BEGIN
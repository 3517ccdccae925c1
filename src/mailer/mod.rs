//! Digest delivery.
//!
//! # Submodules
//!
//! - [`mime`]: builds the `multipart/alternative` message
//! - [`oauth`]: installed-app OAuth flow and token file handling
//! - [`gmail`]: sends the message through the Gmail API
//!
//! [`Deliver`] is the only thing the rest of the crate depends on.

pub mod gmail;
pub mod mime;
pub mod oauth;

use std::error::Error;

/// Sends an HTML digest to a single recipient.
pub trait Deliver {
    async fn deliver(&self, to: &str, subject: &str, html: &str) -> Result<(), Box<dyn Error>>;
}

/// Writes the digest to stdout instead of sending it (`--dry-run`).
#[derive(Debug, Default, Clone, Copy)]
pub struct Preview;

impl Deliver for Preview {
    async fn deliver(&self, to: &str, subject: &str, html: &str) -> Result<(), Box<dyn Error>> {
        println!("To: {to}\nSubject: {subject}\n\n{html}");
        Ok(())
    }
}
END
■ What is being asked ■
Using the records above, filter out every line that lacks the string "Result" and copy the rest.

■ Solution for this task ■
    async fn deliver(&self, to: &str, subject: &str, html: &str) -> Result<(), Box<dyn Error>>;
    async fn deliver(&self, to: &str, subject: &str, html: &str) -> Result<(), Box<dyn Error>> {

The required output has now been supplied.